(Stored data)
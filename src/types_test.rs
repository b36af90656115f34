use super::*;

fn sample_user() -> User {
    User {
        id: "64f1c0de0a1b2c3d4e5f6071".into(),
        email: "ana@example.com".into(),
        name: "Ana".into(),
        role: ROLE_USER.into(),
    }
}

// =============================================================================
// Role markers
// =============================================================================

#[test]
fn role_markers_match_backend_values() {
    assert_eq!(ROLE_USER, "USER");
    assert_eq!(ROLE_ADMIN, "ADMIN");
}

// =============================================================================
// User
// =============================================================================

#[test]
fn user_serialize_round_trip() {
    let user = sample_user();
    let json = serde_json::to_string(&user).expect("serialize user");
    let restored: User = serde_json::from_str(&json).expect("deserialize user");
    assert_eq!(restored, user);
}

#[test]
fn user_json_field_names() {
    let json = serde_json::to_value(sample_user()).expect("serialize user");
    assert_eq!(json["id"], "64f1c0de0a1b2c3d4e5f6071");
    assert_eq!(json["email"], "ana@example.com");
    assert_eq!(json["name"], "Ana");
    assert_eq!(json["role"], "USER");
}

#[test]
fn user_unknown_role_carried_verbatim() {
    let raw = r#"{"id":"1","email":"x@y.z","name":"X","role":"PROJECTIONIST"}"#;
    let user: User = serde_json::from_str(raw).expect("deserialize user");
    assert_eq!(user.role, "PROJECTIONIST");
}

#[test]
fn user_missing_field_rejected() {
    let raw = r#"{"id":"1","email":"x@y.z","name":"X"}"#;
    assert!(serde_json::from_str::<User>(raw).is_err());
}

// =============================================================================
// AuthPayload
// =============================================================================

#[test]
fn auth_payload_decodes_login_response() {
    let raw = r#"{
        "user": {"id":"1","email":"ana@example.com","name":"Ana","role":"ADMIN"},
        "token": "opaque-bearer"
    }"#;
    let payload: AuthPayload = serde_json::from_str(raw).expect("deserialize payload");
    assert_eq!(payload.token, "opaque-bearer");
    assert_eq!(payload.user.role, ROLE_ADMIN);
}
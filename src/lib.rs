//! Client-side session and transport plumbing for the cinema booking API.
//!
//! SYSTEM CONTEXT
//! ==============
//! The backend authenticates requests with opaque bearer tokens minted by
//! its login exchange. This crate keeps the current `(user, token)` pair in
//! a [`SessionStore`], persists it through a pluggable [`SessionStorage`]
//! capability, and routes every API call through an [`ApiClient`] whose
//! hooks attach the credential before transmission and tear the session
//! down when the backend answers 401.
//!
//! Nothing here retries, refreshes, or proactively expires tokens: the
//! client discovers invalidity only when the backend rejects a request,
//! performs one global teardown, and hands the failure back to the caller.

pub mod api;
pub mod nav;
pub mod session;
pub mod storage;
pub mod types;

pub use api::{ApiClient, ApiError};
pub use nav::{LOGIN_PATH, Navigator, NoopNavigator};
pub use session::SessionStore;
pub use storage::{FileStorage, MemoryStorage, NoopStorage, SessionStorage};
pub use types::{AuthPayload, ROLE_ADMIN, ROLE_USER, User};
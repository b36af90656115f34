use std::sync::Arc;

use cinema_client::{ApiClient, ApiError, FileStorage, Navigator, SessionStore};
use clap::{Args, Parser, Subcommand};
use serde_json::Value;

#[derive(Debug, thiserror::Error)]
enum CliError {
    #[error(transparent)]
    Api(#[from] ApiError),
    #[error("invalid JSON payload: {0}")]
    InvalidJson(#[from] serde_json::Error),
    #[error("not logged in; run `cinema-cli login` first")]
    NotLoggedIn,
}

#[derive(Parser, Debug)]
#[command(name = "cinema-cli", about = "Cinema booking API session CLI")]
struct Cli {
    #[arg(long, env = "CINEMA_BASE_URL", default_value = "http://127.0.0.1:8080/api")]
    base_url: String,

    /// Directory the session is persisted in between invocations.
    #[arg(long, env = "CINEMA_SESSION_DIR", default_value = ".cinema-session")]
    session_dir: String,

    #[command(subcommand)]
    command: Command,
}

#[derive(Subcommand, Debug)]
enum Command {
    /// Log in via the demo exchange and persist the session.
    Login(LoginArgs),
    /// Clear the persisted session.
    Logout,
    /// Show the identity behind the current session.
    Whoami,
    /// Issue a raw API request with the current credential.
    Api(ApiCommand),
}

#[derive(Args, Debug)]
struct LoginArgs {
    #[arg(long)]
    email: String,

    #[arg(long)]
    name: String,

    #[arg(long, default_value_t = false)]
    admin: bool,
}

#[derive(Args, Debug)]
struct ApiCommand {
    #[command(subcommand)]
    command: ApiSubcommand,
}

#[derive(Subcommand, Debug)]
enum ApiSubcommand {
    Get {
        path: String,
    },
    Post {
        path: String,
        #[arg(long)]
        data: Option<String>,
    },
    Patch {
        path: String,
        #[arg(long)]
        data: Option<String>,
    },
    Delete {
        path: String,
    },
}

/// Navigator for a terminal session: "redirecting to login" means telling
/// the operator to log in again.
struct LoginHint;

impl Navigator for LoginHint {
    fn navigate_to(&self, _path: &str) {
        eprintln!("session expired; run `cinema-cli login` to start a new one");
    }
}

#[tokio::main]
async fn main() -> Result<(), CliError> {
    tracing_subscriber::fmt::init();

    let cli = Cli::parse();
    let storage = Arc::new(FileStorage::new(cli.session_dir.as_str()));
    let session = Arc::new(SessionStore::new(storage));
    session.restore();

    let api = ApiClient::new(&cli.base_url, session.clone(), Arc::new(LoginHint));

    match cli.command {
        Command::Login(args) => run_login(&api, args).await,
        Command::Logout => run_logout(&session),
        Command::Whoami => run_whoami(&session),
        Command::Api(api_cmd) => run_api(&api, api_cmd.command).await,
    }
}

async fn run_login(api: &ApiClient, args: LoginArgs) -> Result<(), CliError> {
    let user = api.login(&args.email, &args.name, args.admin).await?;
    eprintln!("logged in as {} ({})", user.name, user.role);
    Ok(())
}

fn run_logout(session: &SessionStore) -> Result<(), CliError> {
    session.logout();
    eprintln!("logged out");
    Ok(())
}

fn run_whoami(session: &SessionStore) -> Result<(), CliError> {
    if !session.is_authenticated() {
        return Err(CliError::NotLoggedIn);
    }
    match session.user() {
        Some(user) => print_json(&serde_json::to_value(&user)?),
        None => {
            // Restored token with an unreadable identity record.
            eprintln!("token present but identity unknown; log in again to refresh");
            Ok(())
        }
    }
}

async fn run_api(api: &ApiClient, command: ApiSubcommand) -> Result<(), CliError> {
    let value = match command {
        ApiSubcommand::Get { path } => api.get(&path).await?,
        ApiSubcommand::Post { path, data } => api.post(&path, parse_body(data)?).await?,
        ApiSubcommand::Patch { path, data } => api.patch(&path, parse_body(data)?).await?,
        ApiSubcommand::Delete { path } => api.delete(&path).await?,
    };
    print_json(&value)
}

fn parse_body(data: Option<String>) -> Result<Option<Value>, CliError> {
    data.map(|raw| serde_json::from_str(&raw))
        .transpose()
        .map_err(CliError::from)
}

fn print_json(value: &Value) -> Result<(), CliError> {
    let rendered = serde_json::to_string_pretty(value)?;
    println!("{rendered}");
    Ok(())
}
//! Durable session storage capability.
//!
//! DESIGN
//! ======
//! Persistence is injected as a trait object so the same session logic runs
//! in contexts with and without durable storage. Where nothing durable
//! exists, [`NoopStorage`] stands in and persistence is skipped without
//! error. Implementations absorb their own failures; the session store
//! treats every operation as best-effort and never sees an error.

#[cfg(test)]
#[path = "storage_test.rs"]
mod storage_test;

use std::collections::HashMap;
use std::path::PathBuf;
use std::sync::Mutex;

/// Key-value storage for session fields.
pub trait SessionStorage: Send + Sync {
    /// Read the value stored under `key`, if any.
    fn get(&self, key: &str) -> Option<String>;
    /// Store `value` under `key`, replacing any previous value.
    fn set(&self, key: &str, value: &str);
    /// Remove the value stored under `key`. Removing an absent key is a no-op.
    fn remove(&self, key: &str);
}

/// Storage for contexts with nothing durable: reads find nothing, writes
/// are discarded.
#[derive(Clone, Copy, Debug, Default)]
pub struct NoopStorage;

impl SessionStorage for NoopStorage {
    fn get(&self, _key: &str) -> Option<String> {
        None
    }

    fn set(&self, _key: &str, _value: &str) {}

    fn remove(&self, _key: &str) {}
}

/// In-process storage backed by a map. Survives nothing; used for tests
/// and single-run sessions.
#[derive(Debug, Default)]
pub struct MemoryStorage {
    entries: Mutex<HashMap<String, String>>,
}

impl SessionStorage for MemoryStorage {
    fn get(&self, key: &str) -> Option<String> {
        self.entries.lock().ok()?.get(key).cloned()
    }

    fn set(&self, key: &str, value: &str) {
        if let Ok(mut entries) = self.entries.lock() {
            entries.insert(key.to_owned(), value.to_owned());
        }
    }

    fn remove(&self, key: &str) {
        if let Ok(mut entries) = self.entries.lock() {
            entries.remove(key);
        }
    }
}

/// File-backed storage: one file per key under a root directory.
///
/// The native counterpart of browser local storage — a session written here
/// survives process restarts. I/O failures are logged and swallowed.
#[derive(Clone, Debug)]
pub struct FileStorage {
    root: PathBuf,
}

impl FileStorage {
    /// Storage rooted at `root`. The directory is created lazily on the
    /// first write.
    #[must_use]
    pub fn new(root: impl Into<PathBuf>) -> Self {
        Self { root: root.into() }
    }

    fn key_path(&self, key: &str) -> PathBuf {
        self.root.join(key)
    }
}

impl SessionStorage for FileStorage {
    fn get(&self, key: &str) -> Option<String> {
        std::fs::read_to_string(self.key_path(key)).ok()
    }

    fn set(&self, key: &str, value: &str) {
        if let Err(error) = std::fs::create_dir_all(&self.root) {
            tracing::warn!(error = %error, root = %self.root.display(), "session storage root unavailable");
            return;
        }
        if let Err(error) = std::fs::write(self.key_path(key), value) {
            tracing::warn!(error = %error, key, "session storage write failed");
        }
    }

    fn remove(&self, key: &str) {
        if let Err(error) = std::fs::remove_file(self.key_path(key)) {
            if error.kind() != std::io::ErrorKind::NotFound {
                tracing::warn!(error = %error, key, "session storage remove failed");
            }
        }
    }
}
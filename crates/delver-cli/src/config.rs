//! `delver.toml` loading.

use anyhow::Context;
use delver_agent::ModelConfig;
use serde::Deserialize;
use std::path::Path;
use tracing::info;

/// Contents of `delver.toml`.
#[derive(Debug, Clone, Default, Deserialize)]
pub struct DelverConfig {
    /// Provider and model settings.
    #[serde(default)]
    pub model: ModelConfig,
    /// Pipeline settings.
    #[serde(default)]
    pub research: ResearchConfig,
}

/// The `[research]` section.
#[derive(Debug, Clone, Deserialize)]
pub struct ResearchConfig {
    /// Prefix planner and writer input with today's date.
    #[serde(default = "default_include_date")]
    pub include_date: bool,
}

impl Default for ResearchConfig {
    fn default() -> Self {
        Self {
            include_date: default_include_date(),
        }
    }
}

fn default_include_date() -> bool {
    true
}

impl DelverConfig {
    /// Read and parse `path`. A missing file yields the defaults.
    pub async fn load(path: &Path) -> anyhow::Result<Self> {
        match tokio::fs::read_to_string(path).await {
            Ok(raw) => Self::parse(&raw)
                .with_context(|| format!("Failed to parse config file '{}'", path.display())),
            Err(e) if e.kind() == std::io::ErrorKind::NotFound => {
                info!(path = %path.display(), "No config file, using defaults");
                Ok(Self::default())
            }
            Err(e) => Err(anyhow::anyhow!(
                "Failed to read config file '{}': {e}",
                path.display()
            )),
        }
    }

    /// Parse TOML text.
    pub fn parse(raw: &str) -> Result<Self, toml::de::Error> {
        toml::from_str(raw)
    }
}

■ To do ■
Search the data above for the string "long" and copy each line that has it.

■ Output of the exercise ■
    #[arg(long, env = "CINEMA_BASE_URL", default_value = "http://127.0.0.1:8080/api")]
    #[arg(long, env = "CINEMA_SESSION_DIR", default_value = ".cinema-session")]
    #[arg(long)]
    #[arg(long)]
    #[arg(long, default_value_t = false)]
        #[arg(long)]
        #[arg(long)]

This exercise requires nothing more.